WORK TO COMPLETE – Select all lines in the records that include "ReadmeImplements".

EXERCISE MATERIALS –
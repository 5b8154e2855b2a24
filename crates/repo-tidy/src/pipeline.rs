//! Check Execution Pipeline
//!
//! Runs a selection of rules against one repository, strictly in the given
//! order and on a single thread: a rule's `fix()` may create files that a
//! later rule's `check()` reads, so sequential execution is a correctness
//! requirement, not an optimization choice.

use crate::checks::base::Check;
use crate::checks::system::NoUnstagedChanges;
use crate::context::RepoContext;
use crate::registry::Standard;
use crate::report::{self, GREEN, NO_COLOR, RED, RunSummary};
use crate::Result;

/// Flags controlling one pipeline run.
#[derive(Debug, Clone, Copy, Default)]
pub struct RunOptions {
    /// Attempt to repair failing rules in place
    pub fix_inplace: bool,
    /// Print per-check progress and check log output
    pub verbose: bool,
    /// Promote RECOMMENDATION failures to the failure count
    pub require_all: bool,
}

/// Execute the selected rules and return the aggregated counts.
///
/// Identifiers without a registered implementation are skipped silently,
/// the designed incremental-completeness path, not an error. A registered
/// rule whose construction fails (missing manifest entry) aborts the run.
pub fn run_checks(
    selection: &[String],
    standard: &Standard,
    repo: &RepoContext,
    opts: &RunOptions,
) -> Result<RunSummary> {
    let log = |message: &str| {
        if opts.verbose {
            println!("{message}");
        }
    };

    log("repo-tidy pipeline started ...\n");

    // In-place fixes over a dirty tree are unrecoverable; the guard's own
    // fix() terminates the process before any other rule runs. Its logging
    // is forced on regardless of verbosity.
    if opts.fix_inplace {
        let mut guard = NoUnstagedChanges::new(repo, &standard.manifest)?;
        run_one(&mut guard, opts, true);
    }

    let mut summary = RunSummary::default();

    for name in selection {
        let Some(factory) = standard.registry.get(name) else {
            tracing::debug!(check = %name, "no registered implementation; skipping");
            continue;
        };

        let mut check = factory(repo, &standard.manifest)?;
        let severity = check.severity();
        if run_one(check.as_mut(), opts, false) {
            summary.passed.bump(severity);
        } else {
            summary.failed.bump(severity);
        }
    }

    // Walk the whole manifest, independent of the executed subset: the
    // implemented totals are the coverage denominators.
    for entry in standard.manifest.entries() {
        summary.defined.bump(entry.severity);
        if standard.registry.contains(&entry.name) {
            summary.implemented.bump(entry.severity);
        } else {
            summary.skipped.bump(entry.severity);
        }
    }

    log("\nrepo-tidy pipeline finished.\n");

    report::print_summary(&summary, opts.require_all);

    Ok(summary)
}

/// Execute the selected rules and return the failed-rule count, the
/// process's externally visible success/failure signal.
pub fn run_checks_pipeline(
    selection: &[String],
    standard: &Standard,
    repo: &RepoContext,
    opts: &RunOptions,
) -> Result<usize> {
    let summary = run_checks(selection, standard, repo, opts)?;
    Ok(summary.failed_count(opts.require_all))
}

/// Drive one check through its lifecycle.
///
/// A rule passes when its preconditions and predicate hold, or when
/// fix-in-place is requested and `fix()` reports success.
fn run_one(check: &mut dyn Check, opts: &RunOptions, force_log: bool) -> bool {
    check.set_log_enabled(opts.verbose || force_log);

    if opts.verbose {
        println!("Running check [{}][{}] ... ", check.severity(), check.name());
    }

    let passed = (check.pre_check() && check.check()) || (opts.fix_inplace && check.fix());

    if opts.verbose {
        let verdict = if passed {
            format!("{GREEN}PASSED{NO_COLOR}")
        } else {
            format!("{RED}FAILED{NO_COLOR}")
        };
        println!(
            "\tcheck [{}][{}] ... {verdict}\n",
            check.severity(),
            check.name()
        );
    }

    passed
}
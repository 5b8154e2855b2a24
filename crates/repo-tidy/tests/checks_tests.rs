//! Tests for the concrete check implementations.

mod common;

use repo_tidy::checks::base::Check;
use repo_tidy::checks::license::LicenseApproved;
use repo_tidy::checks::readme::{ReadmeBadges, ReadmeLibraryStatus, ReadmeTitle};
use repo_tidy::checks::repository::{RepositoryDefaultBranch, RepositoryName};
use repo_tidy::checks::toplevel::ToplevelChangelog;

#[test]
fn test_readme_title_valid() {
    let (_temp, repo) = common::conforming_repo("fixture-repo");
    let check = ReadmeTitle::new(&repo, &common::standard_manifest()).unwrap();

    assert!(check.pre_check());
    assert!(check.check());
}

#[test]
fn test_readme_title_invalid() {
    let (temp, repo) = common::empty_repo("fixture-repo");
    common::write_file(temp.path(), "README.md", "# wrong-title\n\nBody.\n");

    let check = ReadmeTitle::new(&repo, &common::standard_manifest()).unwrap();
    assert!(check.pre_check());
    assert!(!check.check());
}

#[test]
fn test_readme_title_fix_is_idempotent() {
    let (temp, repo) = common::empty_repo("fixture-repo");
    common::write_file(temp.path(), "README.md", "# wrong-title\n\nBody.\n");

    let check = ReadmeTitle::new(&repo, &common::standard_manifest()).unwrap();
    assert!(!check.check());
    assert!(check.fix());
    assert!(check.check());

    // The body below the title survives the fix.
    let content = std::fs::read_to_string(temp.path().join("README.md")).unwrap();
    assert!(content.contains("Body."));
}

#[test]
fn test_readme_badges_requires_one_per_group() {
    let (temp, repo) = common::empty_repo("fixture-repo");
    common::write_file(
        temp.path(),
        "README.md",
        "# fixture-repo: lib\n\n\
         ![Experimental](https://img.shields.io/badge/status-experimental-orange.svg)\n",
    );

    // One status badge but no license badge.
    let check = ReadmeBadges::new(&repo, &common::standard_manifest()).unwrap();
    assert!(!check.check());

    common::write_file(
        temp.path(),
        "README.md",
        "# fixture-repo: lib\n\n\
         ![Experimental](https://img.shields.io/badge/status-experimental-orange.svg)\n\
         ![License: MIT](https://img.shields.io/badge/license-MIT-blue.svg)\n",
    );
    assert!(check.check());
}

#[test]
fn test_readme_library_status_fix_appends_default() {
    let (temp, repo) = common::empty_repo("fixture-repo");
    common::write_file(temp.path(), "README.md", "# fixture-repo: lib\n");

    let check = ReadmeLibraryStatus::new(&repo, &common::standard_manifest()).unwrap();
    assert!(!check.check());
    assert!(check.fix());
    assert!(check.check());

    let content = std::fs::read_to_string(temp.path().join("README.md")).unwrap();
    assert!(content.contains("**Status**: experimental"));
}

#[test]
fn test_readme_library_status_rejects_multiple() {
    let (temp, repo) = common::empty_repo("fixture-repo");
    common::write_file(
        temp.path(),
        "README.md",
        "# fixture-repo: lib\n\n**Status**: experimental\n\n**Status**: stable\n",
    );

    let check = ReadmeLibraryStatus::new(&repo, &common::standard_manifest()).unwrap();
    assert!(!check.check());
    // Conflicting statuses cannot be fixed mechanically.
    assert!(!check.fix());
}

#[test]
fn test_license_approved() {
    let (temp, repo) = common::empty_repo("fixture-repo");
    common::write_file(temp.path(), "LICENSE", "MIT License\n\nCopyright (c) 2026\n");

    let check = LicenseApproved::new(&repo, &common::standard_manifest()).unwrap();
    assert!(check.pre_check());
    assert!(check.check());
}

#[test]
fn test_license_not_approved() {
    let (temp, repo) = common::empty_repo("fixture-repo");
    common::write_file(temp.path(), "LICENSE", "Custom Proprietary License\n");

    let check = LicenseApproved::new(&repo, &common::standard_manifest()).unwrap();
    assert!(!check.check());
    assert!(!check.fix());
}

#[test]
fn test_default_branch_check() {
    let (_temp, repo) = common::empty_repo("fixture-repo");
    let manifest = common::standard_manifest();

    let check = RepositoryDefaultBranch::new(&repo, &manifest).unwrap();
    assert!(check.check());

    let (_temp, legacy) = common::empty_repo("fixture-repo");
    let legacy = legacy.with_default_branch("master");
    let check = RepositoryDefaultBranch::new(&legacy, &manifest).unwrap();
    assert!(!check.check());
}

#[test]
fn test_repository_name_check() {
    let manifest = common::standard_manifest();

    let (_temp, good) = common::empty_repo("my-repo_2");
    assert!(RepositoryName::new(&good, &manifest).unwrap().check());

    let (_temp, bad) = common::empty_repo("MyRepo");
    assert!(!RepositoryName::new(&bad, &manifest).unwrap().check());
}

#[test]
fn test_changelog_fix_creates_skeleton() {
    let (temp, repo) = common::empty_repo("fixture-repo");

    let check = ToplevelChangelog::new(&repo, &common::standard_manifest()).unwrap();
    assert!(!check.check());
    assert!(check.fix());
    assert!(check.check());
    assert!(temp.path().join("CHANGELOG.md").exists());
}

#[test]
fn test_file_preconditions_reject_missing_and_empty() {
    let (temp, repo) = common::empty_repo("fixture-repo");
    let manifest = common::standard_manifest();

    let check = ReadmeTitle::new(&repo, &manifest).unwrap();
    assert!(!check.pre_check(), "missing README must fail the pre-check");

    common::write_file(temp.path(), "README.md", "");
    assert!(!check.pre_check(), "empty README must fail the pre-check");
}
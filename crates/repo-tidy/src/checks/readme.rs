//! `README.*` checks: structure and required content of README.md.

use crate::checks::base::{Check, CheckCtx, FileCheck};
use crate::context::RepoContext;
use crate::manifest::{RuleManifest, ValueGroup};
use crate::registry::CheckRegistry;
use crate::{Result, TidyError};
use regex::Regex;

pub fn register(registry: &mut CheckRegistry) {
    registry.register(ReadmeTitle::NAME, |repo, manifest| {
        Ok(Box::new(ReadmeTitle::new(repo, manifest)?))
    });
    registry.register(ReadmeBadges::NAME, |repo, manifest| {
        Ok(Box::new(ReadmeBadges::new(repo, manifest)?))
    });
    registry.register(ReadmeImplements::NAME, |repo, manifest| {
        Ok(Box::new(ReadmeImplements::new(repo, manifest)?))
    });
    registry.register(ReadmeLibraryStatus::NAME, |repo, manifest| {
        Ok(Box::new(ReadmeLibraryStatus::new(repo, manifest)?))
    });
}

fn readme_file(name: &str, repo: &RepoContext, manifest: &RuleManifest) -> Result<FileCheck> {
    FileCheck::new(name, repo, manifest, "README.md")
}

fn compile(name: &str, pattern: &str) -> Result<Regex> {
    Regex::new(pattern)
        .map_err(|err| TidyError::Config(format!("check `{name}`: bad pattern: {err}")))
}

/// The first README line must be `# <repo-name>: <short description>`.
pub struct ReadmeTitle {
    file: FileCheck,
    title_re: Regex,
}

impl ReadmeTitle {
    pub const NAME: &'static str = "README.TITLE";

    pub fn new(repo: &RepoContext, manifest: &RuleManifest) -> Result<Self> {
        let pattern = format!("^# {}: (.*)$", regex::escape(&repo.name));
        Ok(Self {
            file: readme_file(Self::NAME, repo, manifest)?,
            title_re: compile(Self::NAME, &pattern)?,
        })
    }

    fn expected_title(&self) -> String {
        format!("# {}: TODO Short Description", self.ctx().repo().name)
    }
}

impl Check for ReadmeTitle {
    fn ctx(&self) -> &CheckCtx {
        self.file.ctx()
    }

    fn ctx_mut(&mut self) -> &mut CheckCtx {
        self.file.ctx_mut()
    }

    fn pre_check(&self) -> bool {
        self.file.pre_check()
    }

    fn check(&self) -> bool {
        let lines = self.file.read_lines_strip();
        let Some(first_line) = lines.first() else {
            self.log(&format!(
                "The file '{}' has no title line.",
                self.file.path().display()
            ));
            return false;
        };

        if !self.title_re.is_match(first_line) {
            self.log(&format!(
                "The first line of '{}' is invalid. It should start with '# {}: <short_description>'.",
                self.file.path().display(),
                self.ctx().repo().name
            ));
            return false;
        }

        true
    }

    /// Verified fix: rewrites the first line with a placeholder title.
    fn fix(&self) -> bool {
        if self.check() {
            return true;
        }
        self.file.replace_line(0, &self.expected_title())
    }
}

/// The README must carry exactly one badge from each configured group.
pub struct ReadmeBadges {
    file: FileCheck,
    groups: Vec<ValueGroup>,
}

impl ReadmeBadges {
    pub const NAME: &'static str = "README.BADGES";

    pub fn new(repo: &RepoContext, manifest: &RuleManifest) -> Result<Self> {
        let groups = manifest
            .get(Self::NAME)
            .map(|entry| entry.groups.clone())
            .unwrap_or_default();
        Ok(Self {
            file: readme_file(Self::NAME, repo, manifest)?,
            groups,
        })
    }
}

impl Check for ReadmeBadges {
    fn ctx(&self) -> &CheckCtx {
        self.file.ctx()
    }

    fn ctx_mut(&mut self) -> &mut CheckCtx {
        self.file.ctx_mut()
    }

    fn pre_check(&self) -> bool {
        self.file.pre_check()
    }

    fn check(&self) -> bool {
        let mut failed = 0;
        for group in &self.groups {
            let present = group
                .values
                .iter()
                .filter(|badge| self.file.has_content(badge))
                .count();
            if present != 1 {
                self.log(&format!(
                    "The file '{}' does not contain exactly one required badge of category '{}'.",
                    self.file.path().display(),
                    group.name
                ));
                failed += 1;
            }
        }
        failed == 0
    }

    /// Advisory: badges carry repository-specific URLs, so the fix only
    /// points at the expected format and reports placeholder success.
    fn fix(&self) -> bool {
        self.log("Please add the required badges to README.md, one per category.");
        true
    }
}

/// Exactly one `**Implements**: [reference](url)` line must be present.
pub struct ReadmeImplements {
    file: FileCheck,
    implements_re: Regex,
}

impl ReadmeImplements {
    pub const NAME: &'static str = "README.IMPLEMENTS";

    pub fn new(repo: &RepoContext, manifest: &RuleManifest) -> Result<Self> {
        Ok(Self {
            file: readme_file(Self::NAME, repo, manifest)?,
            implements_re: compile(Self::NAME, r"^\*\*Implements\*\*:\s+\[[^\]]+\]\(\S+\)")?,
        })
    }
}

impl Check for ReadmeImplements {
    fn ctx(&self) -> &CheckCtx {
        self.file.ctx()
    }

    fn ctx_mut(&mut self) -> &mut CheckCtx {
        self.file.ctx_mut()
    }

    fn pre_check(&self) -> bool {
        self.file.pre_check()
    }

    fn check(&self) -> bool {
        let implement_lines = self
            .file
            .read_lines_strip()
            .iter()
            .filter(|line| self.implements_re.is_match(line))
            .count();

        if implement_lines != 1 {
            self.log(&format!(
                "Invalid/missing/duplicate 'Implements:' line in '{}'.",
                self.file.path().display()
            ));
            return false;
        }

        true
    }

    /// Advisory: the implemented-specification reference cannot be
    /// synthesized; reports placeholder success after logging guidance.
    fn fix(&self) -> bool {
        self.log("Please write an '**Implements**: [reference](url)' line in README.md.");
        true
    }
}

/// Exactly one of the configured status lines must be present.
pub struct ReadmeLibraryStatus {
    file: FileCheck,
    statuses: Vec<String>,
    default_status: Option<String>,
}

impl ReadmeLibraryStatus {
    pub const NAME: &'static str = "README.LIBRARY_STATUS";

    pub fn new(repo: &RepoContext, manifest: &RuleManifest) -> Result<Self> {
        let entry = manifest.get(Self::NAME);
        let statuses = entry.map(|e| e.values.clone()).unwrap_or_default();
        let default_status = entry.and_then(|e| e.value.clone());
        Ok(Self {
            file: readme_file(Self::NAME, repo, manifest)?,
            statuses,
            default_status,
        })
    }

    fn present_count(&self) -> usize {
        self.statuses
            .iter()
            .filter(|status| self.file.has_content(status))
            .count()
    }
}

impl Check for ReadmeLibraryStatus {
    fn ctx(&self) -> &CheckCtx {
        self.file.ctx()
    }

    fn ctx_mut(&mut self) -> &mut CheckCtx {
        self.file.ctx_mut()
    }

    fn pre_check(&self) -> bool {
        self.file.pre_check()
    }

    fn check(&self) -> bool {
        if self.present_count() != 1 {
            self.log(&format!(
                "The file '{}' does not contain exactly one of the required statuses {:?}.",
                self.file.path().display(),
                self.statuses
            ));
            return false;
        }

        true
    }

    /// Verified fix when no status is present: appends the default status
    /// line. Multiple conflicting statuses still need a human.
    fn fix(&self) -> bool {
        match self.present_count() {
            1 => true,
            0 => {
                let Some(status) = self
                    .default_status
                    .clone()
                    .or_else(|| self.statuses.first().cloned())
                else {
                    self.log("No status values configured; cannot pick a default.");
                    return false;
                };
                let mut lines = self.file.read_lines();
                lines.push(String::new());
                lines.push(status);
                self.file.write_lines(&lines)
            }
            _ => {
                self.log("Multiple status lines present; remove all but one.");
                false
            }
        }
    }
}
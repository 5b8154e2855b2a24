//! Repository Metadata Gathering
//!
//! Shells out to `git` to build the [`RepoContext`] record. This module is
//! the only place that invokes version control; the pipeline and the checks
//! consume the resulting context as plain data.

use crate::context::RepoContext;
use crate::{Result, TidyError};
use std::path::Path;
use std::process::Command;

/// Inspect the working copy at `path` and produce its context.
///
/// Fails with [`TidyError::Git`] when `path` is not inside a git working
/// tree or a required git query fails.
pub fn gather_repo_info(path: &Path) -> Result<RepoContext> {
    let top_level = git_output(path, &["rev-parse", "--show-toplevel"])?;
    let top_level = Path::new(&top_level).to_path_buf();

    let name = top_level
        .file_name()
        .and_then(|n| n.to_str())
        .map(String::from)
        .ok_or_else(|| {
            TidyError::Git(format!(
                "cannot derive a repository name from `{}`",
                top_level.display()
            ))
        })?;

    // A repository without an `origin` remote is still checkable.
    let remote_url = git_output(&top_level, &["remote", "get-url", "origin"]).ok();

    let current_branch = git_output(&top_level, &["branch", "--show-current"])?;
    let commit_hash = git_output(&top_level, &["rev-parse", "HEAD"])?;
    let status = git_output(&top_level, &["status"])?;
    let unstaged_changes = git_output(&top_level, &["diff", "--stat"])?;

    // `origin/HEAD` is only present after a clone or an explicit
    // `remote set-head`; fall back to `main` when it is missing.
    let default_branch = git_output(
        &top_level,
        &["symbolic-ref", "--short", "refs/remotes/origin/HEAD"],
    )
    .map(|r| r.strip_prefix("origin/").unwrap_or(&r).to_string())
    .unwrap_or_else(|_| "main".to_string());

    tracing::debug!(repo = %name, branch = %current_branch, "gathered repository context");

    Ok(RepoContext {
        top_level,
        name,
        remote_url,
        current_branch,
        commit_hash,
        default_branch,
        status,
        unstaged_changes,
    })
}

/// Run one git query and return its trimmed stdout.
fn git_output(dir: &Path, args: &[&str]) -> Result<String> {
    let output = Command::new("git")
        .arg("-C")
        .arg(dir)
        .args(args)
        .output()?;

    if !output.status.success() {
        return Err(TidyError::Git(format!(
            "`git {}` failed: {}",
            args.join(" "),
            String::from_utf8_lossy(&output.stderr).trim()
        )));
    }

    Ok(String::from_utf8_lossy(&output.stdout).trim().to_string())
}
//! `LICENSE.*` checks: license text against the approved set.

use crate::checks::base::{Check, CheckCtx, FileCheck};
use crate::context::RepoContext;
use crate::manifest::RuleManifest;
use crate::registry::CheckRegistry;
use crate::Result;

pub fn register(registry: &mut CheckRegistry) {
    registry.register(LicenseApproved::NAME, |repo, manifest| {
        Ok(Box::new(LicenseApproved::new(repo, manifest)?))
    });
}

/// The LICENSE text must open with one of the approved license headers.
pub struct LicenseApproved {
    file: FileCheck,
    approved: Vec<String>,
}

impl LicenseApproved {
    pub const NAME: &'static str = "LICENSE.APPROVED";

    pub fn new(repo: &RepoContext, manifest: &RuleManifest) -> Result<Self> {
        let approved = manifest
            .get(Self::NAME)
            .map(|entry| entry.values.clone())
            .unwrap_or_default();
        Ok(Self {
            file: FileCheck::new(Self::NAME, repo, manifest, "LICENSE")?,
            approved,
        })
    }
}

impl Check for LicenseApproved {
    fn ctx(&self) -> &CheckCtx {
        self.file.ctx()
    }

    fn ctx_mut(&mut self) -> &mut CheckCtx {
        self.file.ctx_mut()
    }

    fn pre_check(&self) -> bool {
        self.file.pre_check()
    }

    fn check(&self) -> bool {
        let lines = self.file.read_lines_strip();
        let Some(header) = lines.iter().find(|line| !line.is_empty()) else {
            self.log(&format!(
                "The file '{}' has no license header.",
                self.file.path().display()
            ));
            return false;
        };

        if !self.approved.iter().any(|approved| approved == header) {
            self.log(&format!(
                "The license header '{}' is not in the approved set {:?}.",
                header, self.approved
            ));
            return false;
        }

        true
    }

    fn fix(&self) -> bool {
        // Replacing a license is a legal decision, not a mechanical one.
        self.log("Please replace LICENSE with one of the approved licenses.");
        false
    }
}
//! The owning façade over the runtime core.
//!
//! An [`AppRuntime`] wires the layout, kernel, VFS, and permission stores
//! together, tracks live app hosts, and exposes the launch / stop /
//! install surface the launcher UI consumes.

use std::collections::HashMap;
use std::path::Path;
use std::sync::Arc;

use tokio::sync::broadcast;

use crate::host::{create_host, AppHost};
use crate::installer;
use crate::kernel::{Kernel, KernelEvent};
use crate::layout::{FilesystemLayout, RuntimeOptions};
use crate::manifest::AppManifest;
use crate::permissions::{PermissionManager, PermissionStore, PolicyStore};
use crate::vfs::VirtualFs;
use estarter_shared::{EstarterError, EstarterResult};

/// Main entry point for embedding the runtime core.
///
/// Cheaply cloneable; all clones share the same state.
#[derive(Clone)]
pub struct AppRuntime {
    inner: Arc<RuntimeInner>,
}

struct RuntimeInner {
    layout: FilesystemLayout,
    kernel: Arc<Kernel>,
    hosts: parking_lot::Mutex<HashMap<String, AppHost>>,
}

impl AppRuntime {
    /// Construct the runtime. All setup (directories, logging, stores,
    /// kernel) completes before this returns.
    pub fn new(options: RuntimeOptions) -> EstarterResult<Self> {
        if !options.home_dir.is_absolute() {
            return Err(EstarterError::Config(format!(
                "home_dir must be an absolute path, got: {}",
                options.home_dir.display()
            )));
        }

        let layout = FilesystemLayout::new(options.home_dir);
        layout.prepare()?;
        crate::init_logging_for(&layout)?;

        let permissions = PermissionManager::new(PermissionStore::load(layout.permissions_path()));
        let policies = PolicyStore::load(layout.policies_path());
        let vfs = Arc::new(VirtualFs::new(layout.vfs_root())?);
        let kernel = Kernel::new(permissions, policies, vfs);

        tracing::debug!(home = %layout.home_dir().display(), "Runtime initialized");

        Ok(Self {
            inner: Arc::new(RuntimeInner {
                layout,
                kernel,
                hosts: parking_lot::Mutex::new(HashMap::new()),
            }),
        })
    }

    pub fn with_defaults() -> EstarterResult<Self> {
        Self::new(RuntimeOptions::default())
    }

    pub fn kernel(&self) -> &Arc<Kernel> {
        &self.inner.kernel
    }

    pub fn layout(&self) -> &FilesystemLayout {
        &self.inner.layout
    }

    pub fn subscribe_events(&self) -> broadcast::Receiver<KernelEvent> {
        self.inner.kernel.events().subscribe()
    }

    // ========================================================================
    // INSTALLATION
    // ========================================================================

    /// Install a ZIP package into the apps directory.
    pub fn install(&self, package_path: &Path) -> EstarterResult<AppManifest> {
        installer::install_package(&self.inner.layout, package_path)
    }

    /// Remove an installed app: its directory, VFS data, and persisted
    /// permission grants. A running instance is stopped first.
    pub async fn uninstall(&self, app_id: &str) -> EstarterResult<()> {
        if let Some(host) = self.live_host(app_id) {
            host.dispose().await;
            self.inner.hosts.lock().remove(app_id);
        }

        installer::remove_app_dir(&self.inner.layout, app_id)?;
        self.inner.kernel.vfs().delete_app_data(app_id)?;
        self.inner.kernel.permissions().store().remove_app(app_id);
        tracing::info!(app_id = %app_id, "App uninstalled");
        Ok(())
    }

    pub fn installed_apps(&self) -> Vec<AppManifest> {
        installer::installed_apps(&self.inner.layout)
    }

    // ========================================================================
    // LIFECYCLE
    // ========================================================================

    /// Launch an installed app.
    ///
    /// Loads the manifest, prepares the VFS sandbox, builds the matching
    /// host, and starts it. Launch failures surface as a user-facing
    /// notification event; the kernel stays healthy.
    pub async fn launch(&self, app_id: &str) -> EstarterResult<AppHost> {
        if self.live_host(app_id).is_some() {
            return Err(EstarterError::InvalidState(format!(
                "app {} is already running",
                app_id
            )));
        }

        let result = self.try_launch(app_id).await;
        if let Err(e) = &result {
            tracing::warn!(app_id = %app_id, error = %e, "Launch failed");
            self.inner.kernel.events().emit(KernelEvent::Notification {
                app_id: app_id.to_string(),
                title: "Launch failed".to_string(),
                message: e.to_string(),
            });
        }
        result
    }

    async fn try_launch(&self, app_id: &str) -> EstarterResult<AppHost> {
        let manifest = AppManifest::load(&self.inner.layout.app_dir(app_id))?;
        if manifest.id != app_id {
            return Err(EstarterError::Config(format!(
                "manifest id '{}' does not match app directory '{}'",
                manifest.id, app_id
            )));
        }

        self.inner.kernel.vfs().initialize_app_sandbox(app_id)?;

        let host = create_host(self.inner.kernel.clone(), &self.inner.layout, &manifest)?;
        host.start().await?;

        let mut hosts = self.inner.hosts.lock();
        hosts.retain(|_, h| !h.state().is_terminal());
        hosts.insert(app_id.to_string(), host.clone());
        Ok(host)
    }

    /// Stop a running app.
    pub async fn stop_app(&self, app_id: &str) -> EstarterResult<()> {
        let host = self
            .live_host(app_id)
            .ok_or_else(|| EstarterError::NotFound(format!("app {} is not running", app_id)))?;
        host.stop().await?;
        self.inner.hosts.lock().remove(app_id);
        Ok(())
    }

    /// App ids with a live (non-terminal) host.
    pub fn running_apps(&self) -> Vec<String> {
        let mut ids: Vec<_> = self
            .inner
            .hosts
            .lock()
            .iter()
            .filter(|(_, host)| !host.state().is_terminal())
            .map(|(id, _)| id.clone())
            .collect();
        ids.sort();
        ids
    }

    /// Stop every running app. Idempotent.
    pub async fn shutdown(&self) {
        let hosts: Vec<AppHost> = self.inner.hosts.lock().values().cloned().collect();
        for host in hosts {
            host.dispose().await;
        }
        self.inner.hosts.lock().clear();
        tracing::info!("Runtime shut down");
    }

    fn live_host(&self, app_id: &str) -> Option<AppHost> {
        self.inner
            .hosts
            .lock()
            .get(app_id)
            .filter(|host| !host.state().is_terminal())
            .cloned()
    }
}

ANSWER TO THIS TASK –
    registry.register(ReadmeImplements::NAME, |repo, manifest| {
        Ok(Box::new(ReadmeImplements::new(repo, manifest)?))
pub struct ReadmeImplements {
impl ReadmeImplements {
impl Check for ReadmeImplements {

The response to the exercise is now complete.